Pharmacological Preconditioning by Incretinomimetics Exenatide and Vildagliptin: Decrement of Liver Ischemia-reperfusion Injury

Abstract

Introduction: Experimental and clinical data accumulated over the past decade indicate a number of pleiotropic effects
that are inherent in incretinomimetics. These effects are due to the wide distribution of GLP-1 receptors (GLP-1R) in many
organs and tissues.
Objective: Study of hepatoprotective activity of exenatide and vildagliptin on the liver ischemia/reperfusion model, taking
into account biochemical and morphological parameters.
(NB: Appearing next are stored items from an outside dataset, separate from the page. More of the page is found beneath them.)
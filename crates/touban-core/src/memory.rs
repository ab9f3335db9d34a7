//! In-memory job store.
//!
//! Same conditional-update semantics as the Postgres store, guarded by one
//! mutex instead of row-level atomicity. Used by the test suite and by
//! single-process hosts that do not want a relational store.

use std::collections::HashMap;
use std::sync::{Arc, Mutex, MutexGuard};
use std::time::{Duration, SystemTime};

use crate::store::{FailureDisposition, JobState, JobStatus, JobStore, LeaseHolder};

/// Finalization failed because the caller no longer holds the lease.
#[derive(Debug, Clone, PartialEq, Eq)]
pub struct LostLease {
    job_type: String,
}

impl std::fmt::Display for LostLease {
    fn fmt(&self, f: &mut std::fmt::Formatter<'_>) -> std::fmt::Result {
        write!(f, "lost lease for job `{}`", self.job_type)
    }
}

impl std::error::Error for LostLease {}

#[derive(Debug, Clone)]
struct Row {
    state: JobState,
    next_due: SystemTime,
    retry_count: u32,
    lease_holder: Option<LeaseHolder>,
    lease_expires_at: Option<SystemTime>,
}

impl Row {
    fn new(first_due: SystemTime) -> Self {
        Self {
            state: JobState::Due,
            next_due: first_due,
            retry_count: 0,
            lease_holder: None,
            lease_expires_at: None,
        }
    }

    fn lease_expired(&self, now: SystemTime) -> bool {
        self.lease_expires_at.is_none_or(|expires| expires <= now)
    }

    fn holds(&self, holder: LeaseHolder) -> bool {
        self.lease_holder == Some(holder)
    }

    fn clear_lease(&mut self) {
        self.lease_holder = None;
        self.lease_expires_at = None;
    }
}

/// Shared-map store; clones share state the way pool handles do.
#[derive(Debug, Clone, Default)]
pub struct InMemoryJobStore {
    rows: Arc<Mutex<HashMap<String, Row>>>,
}

impl InMemoryJobStore {
    pub fn new() -> Self {
        Self::default()
    }

    fn rows(&self) -> MutexGuard<'_, HashMap<String, Row>> {
        self.rows.lock().unwrap_or_else(|poisoned| poisoned.into_inner())
    }

    /// Operator reset for a permanently failed job: back to due, retry count
    /// cleared. Mirrors the out-of-band intervention the design requires.
    pub fn reset_job(&self, job_type: &str, next_due: SystemTime) {
        if let Some(row) = self.rows().get_mut(job_type) {
            row.state = JobState::Due;
            row.next_due = next_due;
            row.retry_count = 0;
            row.clear_lease();
        }
    }
}

impl JobStore for InMemoryJobStore {
    type Error = LostLease;

    async fn ensure_registered(
        &self,
        job_type: &str,
        first_due: SystemTime,
    ) -> Result<(), Self::Error> {
        self.rows()
            .entry(job_type.to_owned())
            .or_insert_with(|| Row::new(first_due));
        Ok(())
    }

    async fn try_acquire(
        &self,
        job_type: &str,
        holder: LeaseHolder,
        lease: Duration,
    ) -> Result<bool, Self::Error> {
        let now = SystemTime::now();
        let mut rows = self.rows();
        let Some(row) = rows.get_mut(job_type) else {
            return Ok(false);
        };
        if row.state == JobState::FailedPermanent {
            return Ok(false);
        }
        if row.next_due > now {
            return Ok(false);
        }
        if row.lease_holder.is_some() && !row.lease_expired(now) {
            return Ok(false);
        }

        row.state = JobState::Leased;
        row.lease_holder = Some(holder);
        row.lease_expires_at = Some(now + lease);
        Ok(true)
    }

    async fn release(&self, job_type: &str, holder: LeaseHolder) -> Result<(), Self::Error> {
        let mut rows = self.rows();
        if let Some(row) = rows.get_mut(job_type) {
            if row.holds(holder) {
                row.state = JobState::Due;
                row.clear_lease();
            }
        }
        Ok(())
    }

    async fn complete(
        &self,
        job_type: &str,
        holder: LeaseHolder,
        next_due: SystemTime,
    ) -> Result<(), Self::Error> {
        let mut rows = self.rows();
        let row = rows.get_mut(job_type).filter(|row| row.holds(holder));
        let Some(row) = row else {
            return Err(LostLease {
                job_type: job_type.to_owned(),
            });
        };
        row.state = JobState::Due;
        row.next_due = next_due;
        row.retry_count = 0;
        row.clear_lease();
        Ok(())
    }

    async fn record_failure(
        &self,
        job_type: &str,
        holder: LeaseHolder,
        max_retries: u32,
    ) -> Result<FailureDisposition, Self::Error> {
        let mut rows = self.rows();
        let row = rows.get_mut(job_type).filter(|row| row.holds(holder));
        let Some(row) = row else {
            return Err(LostLease {
                job_type: job_type.to_owned(),
            });
        };
        row.retry_count += 1;
        row.clear_lease();
        if row.retry_count >= max_retries {
            row.state = JobState::FailedPermanent;
            Ok(FailureDisposition::FailedPermanent)
        } else {
            row.state = JobState::Due;
            Ok(FailureDisposition::RetryScheduled)
        }
    }

    async fn job_state(&self, job_type: &str) -> Result<Option<JobStatus>, Self::Error> {
        let now = SystemTime::now();
        let rows = self.rows();
        Ok(rows.get(job_type).map(|row| {
            let state = match row.state {
                // Expired leases are logically due; no sweeper runs.
                JobState::Leased if row.lease_expired(now) => JobState::Due,
                state => state,
            };
            JobStatus {
                state,
                next_due: row.next_due,
                retry_count: row.retry_count,
            }
        }))
    }
}
//! PostgreSQL backing for the touban engine.
//!
//! The scheduler row lives in `touban_scheduled_job`; the built-in jobs
//! operate on the engine-owned domain tables created by the embedded
//! migrations.

pub use sqlx::PgPool;
pub use touban_core;

mod queries;
mod time;

pub mod jobs;
pub mod store;

pub use jobs::{
    HistoryCleanupJob, PriorityRecomputeJob, TaskCleanupJob, UserInfoRefreshJob,
    WorkbasketCleanupJob,
};
pub use store::{Error, ErrorKind, PgJobStore};

/// Apply the embedded migrations (scheduler table + domain tables).
pub async fn run_migrations(pool: &sqlx::PgPool) -> Result<(), sqlx::migrate::MigrateError> {
    sqlx::migrate!().run(pool).await
}
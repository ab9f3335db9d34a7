//! Store contract: one row per job type, mutated only through conditional
//! updates.
//!
//! Why: the shared row is the sole cross-process coordination primitive.
//! - Acquisition must be a single atomic conditional write; two engines
//!   racing on the same tick cannot both win.
//! - Nothing may assume it still holds a lease without re-verifying through
//!   the same conditional-write mechanism.
//! - An expired lease is logically due; expiry is evaluated lazily at
//!   acquisition time, never by a separate sweep.

use std::time::{Duration, SystemTime};

use uuid::Uuid;

/// Opaque per-process token identifying the lease holder.
#[derive(Debug, Clone, Copy, PartialEq, Eq, Hash)]
pub struct LeaseHolder(Uuid);

impl LeaseHolder {
    /// Generate a fresh holder token (one per engine process).
    pub fn generate() -> Self {
        Self(Uuid::new_v4())
    }

    pub const fn from_uuid(id: Uuid) -> Self {
        Self(id)
    }

    pub const fn as_uuid(&self) -> Uuid {
        self.0
    }
}

impl std::fmt::Display for LeaseHolder {
    fn fmt(&self, f: &mut std::fmt::Formatter<'_>) -> std::fmt::Result {
        self.0.fmt(f)
    }
}

/// Persisted state of a job row.
#[derive(Debug, Clone, Copy, PartialEq, Eq, PartialOrd, Ord)]
pub enum JobState {
    /// Eligible for acquisition once `next_due` has passed.
    Due,
    /// Held by some process with a non-expired lease.
    Leased,
    /// Retry budget exhausted; requires operator intervention.
    FailedPermanent,
}

/// Snapshot of a job row for observability and tests.
#[derive(Debug, Clone, PartialEq, Eq)]
pub struct JobStatus {
    /// Effective state: a row whose lease already expired reports [`JobState::Due`].
    pub state: JobState,
    pub next_due: SystemTime,
    pub retry_count: u32,
}

/// What a recorded batch failure did to the row.
#[derive(Debug, Clone, Copy, PartialEq, Eq)]
pub enum FailureDisposition {
    /// Retry budget remains; the row is due again on the next tick.
    RetryScheduled,
    /// The row froze in [`JobState::FailedPermanent`].
    FailedPermanent,
}

mod tmp {
    use super::{FailureDisposition, JobStatus, LeaseHolder};
    use std::time::{Duration, SystemTime};

    /// Job record store + lease manager.
    ///
    /// Implementations express every mutation as one atomic conditional
    /// write; zero rows affected on acquisition is the normal lost-the-race
    /// outcome, while zero rows on finalization means the lease was lost to
    /// another process and surfaces as the implementation's error.
    #[trait_variant::make(JobStore: Send)]
    pub trait LocalJobStore {
        type Error: std::error::Error + Send;

        /// Create the row for `job_type` if it does not exist yet. Idempotent.
        #[allow(unused)]
        async fn ensure_registered(
            &self,
            job_type: &str,
            first_due: SystemTime,
        ) -> Result<(), Self::Error>;

        /// Attempt to lease `job_type` for `lease`.
        ///
        /// Succeeds only if the row is due and either unleased or its stored
        /// lease has expired. `Ok(false)` is a normal contention outcome.
        #[allow(unused)]
        async fn try_acquire(
            &self,
            job_type: &str,
            holder: LeaseHolder,
            lease: Duration,
        ) -> Result<bool, Self::Error>;

        /// Clear the lease if `holder` still owns it; a stale holder is a
        /// silent no-op.
        #[allow(unused)]
        async fn release(&self, job_type: &str, holder: LeaseHolder) -> Result<(), Self::Error>;

        /// Record a fully successful run: reschedule to `next_due`, reset the
        /// retry count, clear the lease. Fails if `holder` lost the lease.
        #[allow(unused)]
        async fn complete(
            &self,
            job_type: &str,
            holder: LeaseHolder,
            next_due: SystemTime,
        ) -> Result<(), Self::Error>;

        /// Record a failed run attempt: bump the retry count, freeze the row
        /// once `max_retries` is reached, clear the lease.
        #[allow(unused)]
        async fn record_failure(
            &self,
            job_type: &str,
            holder: LeaseHolder,
            max_retries: u32,
        ) -> Result<FailureDisposition, Self::Error>;

        /// Current row snapshot, `None` if the job type was never registered.
        #[allow(unused)]
        async fn job_state(&self, job_type: &str) -> Result<Option<JobStatus>, Self::Error>;
    }
}

pub use tmp::JobStore;
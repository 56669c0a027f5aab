//! Host collaborator interface
//!
//! The engine's content-streaming subsystem is not part of this crate. Loaders
//! talk to it through [`SceneHost`], passed explicitly to every operation.

use serde::{Deserialize, Serialize};
use std::fmt;

use crate::operation::{OperationHandle, OperationId};
use crate::unit::LoadMode;

/// Opaque reference to a live object owned by some unit
#[derive(Debug, Clone, Copy, PartialEq, Eq, PartialOrd, Ord, Hash, Serialize, Deserialize)]
pub struct InstanceId(pub u64);

impl fmt::Display for InstanceId {
    fn fmt(&self, f: &mut fmt::Formatter<'_>) -> fmt::Result {
        write!(f, "instance#{}", self.0)
    }
}

/// A unit that is currently loaded in the host
#[derive(Debug, Clone, PartialEq, Eq, Hash)]
pub struct UnitInstance {
    /// Unit name
    pub name: String,
    /// Host-side load slot
    pub slot: u32,
}

/// Lifecycle broadcasts raised by the host
#[derive(Debug, Clone, PartialEq)]
pub enum HostEvent {
    /// A unit finished loading and is live
    UnitLoaded {
        unit: String,
        mode: LoadMode,
        operation: Option<OperationId>,
    },
    /// A unit was removed
    UnitUnloaded {
        unit: String,
        operation: Option<OperationId>,
    },
    /// The foreground unit changed
    ActiveUnitChanged {
        previous: Option<String>,
        current: String,
    },
}

impl HostEvent {
    /// Unit this event concerns
    pub fn unit(&self) -> &str {
        match self {
            Self::UnitLoaded { unit, .. } | Self::UnitUnloaded { unit, .. } => unit,
            Self::ActiveUnitChanged { current, .. } => current,
        }
    }
}

/// Content-streaming collaborator
pub trait SceneHost {
    /// Whether the content index knows this unit
    fn contains_unit(&self, name: &str) -> bool;

    /// Begin loading a unit
    fn submit_load(&mut self, name: &str, mode: LoadMode) -> OperationHandle;

    /// Begin unloading a unit. `None` if the unit is not loaded.
    fn submit_unload(&mut self, name: &str) -> Option<OperationHandle>;

    /// Look up a loaded unit. `None` means the unit is not valid right now.
    fn unit_by_name(&self, name: &str) -> Option<UnitInstance>;

    /// The foreground unit
    fn active_unit(&self) -> Option<UnitInstance>;

    /// Make a loaded unit the foreground unit
    fn set_active_unit(&mut self, unit: &UnitInstance);

    /// Name of the unit owning an instance, `None` for persistent or unknown instances
    fn instance_unit(&self, instance: InstanceId) -> Option<String>;

    /// Whether the instance is still alive
    fn instance_exists(&self, instance: InstanceId) -> bool;

    /// Re-parent an instance into a unit's ownership scope
    fn move_instance_to_unit(&mut self, instance: InstanceId, unit: &UnitInstance);

    /// Detach an instance from unit ownership so it survives unit transitions
    fn mark_persistent(&mut self, instance: InstanceId);
}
Methods: Ischemia-reperfusion injury of the liver was reproduced by 15-minute clamping of the rat liver-duodenal
ligament analogue with subsequent restoration of blood flow and removal of the animal from the experiment on the 3rd
day. Exenatide at a dose of 10 μg/kg was administered subcutaneously, vildagliptin orally at a dose of 0.2 mg/kg 2 hours
before the experiment.
Results: Exenatide (10 μg/kg) and vildagliptin (0.2 mg/kg) reduced hepatocellular ischemia/reperfusion injury, which
resulted in preventing the increased activity of AST and ALT transaminases, reducing necrosis areas by 1.9 times
(compared with the ischemia/reperfusion group), reducing the infiltration of stromal and parenchymal elements of the liver,
reducing edema.
Conclusion: The hepatoprotective effects of exenatide and vildagliptin identify them as potentially effective drugs for
correcting ischemic/reperfusion injury of the liver.